Repeat the lines of the data exactly, from the first one through the one that contains "let line = render(event);".

Stored items
--------

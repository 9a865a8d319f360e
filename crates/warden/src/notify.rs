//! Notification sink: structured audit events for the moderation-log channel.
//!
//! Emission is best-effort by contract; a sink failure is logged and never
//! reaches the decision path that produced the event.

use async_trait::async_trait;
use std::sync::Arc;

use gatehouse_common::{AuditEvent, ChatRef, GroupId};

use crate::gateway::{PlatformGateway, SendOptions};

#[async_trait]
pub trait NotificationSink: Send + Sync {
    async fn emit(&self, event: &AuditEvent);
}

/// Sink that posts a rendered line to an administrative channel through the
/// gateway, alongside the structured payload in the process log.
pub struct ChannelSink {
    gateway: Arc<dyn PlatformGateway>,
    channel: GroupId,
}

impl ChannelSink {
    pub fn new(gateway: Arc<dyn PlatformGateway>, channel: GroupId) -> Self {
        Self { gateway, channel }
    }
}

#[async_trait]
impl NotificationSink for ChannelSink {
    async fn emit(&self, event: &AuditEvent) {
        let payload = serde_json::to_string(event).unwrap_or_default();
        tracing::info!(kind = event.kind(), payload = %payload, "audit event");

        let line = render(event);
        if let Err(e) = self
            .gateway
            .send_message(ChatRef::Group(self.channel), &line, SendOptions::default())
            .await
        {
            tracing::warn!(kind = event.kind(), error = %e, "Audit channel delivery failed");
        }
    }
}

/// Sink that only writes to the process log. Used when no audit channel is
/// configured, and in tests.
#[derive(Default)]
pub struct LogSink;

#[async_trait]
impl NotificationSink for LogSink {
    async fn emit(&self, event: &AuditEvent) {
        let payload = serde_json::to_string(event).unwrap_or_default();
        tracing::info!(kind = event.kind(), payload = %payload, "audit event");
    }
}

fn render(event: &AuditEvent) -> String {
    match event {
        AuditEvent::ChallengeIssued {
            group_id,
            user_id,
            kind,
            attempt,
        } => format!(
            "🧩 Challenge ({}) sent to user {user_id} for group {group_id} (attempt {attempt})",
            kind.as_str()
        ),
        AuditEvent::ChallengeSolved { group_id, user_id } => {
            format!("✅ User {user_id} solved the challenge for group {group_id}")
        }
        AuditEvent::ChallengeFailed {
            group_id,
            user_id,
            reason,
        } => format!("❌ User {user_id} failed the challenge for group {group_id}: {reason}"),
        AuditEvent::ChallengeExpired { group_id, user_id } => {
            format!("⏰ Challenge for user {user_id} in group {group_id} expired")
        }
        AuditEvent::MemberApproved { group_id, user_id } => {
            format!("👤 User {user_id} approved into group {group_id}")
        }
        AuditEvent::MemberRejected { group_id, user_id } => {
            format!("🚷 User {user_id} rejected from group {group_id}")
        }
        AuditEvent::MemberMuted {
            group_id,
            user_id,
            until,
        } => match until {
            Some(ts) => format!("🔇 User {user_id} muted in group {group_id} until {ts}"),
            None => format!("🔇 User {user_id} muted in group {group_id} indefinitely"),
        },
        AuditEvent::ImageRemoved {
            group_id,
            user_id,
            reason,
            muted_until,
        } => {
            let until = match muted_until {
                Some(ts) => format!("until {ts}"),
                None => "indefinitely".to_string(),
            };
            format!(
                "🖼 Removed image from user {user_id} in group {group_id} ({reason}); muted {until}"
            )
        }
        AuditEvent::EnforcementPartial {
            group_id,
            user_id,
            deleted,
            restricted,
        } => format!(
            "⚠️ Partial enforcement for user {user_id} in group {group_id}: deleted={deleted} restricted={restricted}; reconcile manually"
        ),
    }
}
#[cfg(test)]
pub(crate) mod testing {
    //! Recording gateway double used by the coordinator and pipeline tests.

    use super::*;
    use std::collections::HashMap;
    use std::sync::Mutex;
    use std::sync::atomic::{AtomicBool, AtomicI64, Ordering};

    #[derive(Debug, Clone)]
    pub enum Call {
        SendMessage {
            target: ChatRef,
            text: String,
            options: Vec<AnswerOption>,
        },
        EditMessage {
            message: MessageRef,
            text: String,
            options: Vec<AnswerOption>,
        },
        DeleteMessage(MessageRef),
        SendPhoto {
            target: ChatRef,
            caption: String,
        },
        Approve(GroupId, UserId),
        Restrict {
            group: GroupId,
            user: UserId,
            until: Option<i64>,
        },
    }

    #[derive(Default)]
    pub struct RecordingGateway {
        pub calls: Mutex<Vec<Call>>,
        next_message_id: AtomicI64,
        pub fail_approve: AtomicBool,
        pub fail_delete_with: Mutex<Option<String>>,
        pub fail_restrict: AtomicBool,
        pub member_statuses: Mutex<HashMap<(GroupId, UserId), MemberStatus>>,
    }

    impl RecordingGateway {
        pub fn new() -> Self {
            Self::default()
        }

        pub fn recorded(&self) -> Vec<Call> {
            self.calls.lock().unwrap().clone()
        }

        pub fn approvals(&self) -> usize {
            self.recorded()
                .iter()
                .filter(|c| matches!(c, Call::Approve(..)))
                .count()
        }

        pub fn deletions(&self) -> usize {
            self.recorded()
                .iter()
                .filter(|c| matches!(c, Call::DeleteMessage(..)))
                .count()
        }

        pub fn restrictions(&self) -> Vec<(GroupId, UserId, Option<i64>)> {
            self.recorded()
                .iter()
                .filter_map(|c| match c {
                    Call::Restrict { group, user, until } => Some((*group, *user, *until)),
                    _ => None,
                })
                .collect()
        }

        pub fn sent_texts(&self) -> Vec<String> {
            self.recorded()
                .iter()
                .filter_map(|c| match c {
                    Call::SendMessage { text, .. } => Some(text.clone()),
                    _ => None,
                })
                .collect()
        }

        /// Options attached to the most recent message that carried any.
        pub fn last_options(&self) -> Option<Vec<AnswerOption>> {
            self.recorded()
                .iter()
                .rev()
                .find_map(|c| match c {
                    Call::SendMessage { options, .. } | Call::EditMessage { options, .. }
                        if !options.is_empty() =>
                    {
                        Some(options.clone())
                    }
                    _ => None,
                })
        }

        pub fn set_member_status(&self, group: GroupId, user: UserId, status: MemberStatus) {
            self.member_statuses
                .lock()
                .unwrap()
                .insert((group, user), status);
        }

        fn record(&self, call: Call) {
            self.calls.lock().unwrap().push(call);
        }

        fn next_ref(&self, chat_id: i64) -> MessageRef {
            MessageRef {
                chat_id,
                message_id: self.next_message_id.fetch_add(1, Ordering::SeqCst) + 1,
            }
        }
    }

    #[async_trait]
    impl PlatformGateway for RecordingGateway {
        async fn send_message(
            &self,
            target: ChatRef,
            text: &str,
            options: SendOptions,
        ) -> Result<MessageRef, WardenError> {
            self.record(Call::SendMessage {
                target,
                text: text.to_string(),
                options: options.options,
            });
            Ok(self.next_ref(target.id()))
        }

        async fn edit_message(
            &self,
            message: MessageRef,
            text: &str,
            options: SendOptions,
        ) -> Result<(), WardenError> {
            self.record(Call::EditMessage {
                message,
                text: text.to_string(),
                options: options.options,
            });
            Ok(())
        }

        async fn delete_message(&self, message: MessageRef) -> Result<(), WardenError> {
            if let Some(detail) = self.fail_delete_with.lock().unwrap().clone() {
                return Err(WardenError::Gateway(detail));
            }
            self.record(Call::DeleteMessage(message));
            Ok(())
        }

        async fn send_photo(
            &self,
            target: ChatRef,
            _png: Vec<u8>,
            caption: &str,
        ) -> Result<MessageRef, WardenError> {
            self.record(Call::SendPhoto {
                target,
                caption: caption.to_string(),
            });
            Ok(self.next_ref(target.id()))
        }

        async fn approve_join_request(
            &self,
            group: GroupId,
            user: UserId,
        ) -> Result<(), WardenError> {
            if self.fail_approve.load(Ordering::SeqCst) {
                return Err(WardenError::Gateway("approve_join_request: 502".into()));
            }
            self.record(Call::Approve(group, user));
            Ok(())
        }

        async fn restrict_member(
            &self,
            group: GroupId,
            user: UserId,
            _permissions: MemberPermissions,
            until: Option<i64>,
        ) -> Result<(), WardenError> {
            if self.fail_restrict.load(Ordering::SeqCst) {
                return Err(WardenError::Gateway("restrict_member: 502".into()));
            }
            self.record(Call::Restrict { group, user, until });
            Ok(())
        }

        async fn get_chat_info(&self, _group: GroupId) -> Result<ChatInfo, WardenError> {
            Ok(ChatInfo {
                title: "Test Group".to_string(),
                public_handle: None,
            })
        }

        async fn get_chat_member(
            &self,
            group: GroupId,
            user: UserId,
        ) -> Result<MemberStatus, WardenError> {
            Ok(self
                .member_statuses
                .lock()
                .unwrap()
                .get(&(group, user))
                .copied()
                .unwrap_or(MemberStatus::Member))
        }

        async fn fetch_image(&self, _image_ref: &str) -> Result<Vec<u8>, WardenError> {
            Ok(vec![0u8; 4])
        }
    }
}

--------

- EXERCISE OUTPUT
repository 9a865a8d319f360e
filename crates/warden/src/notify.rs
//! Notification sink: structured audit events for the moderation-log channel.
//!
//! Emission is best-effort by contract; a sink failure is logged and never
//! reaches the decision path that produced the event.

use async_trait::async_trait;
use std::sync::Arc;

use gatehouse_common::{AuditEvent, ChatRef, GroupId};

use crate::gateway::{PlatformGateway, SendOptions};

#[async_trait]
pub trait NotificationSink: Send + Sync {
    async fn emit(&self, event: &AuditEvent);
}

/// Sink that posts a rendered line to an administrative channel through the
/// gateway, alongside the structured payload in the process log.
pub struct ChannelSink {
    gateway: Arc<dyn PlatformGateway>,
    channel: GroupId,
}

impl ChannelSink {
    pub fn new(gateway: Arc<dyn PlatformGateway>, channel: GroupId) -> Self {
        Self { gateway, channel }
    }
}

#[async_trait]
impl NotificationSink for ChannelSink {
    async fn emit(&self, event: &AuditEvent) {
        let payload = serde_json::to_string(event).unwrap_or_default();
        tracing::info!(kind = event.kind(), payload = %payload, "audit event");

        let line = render(event);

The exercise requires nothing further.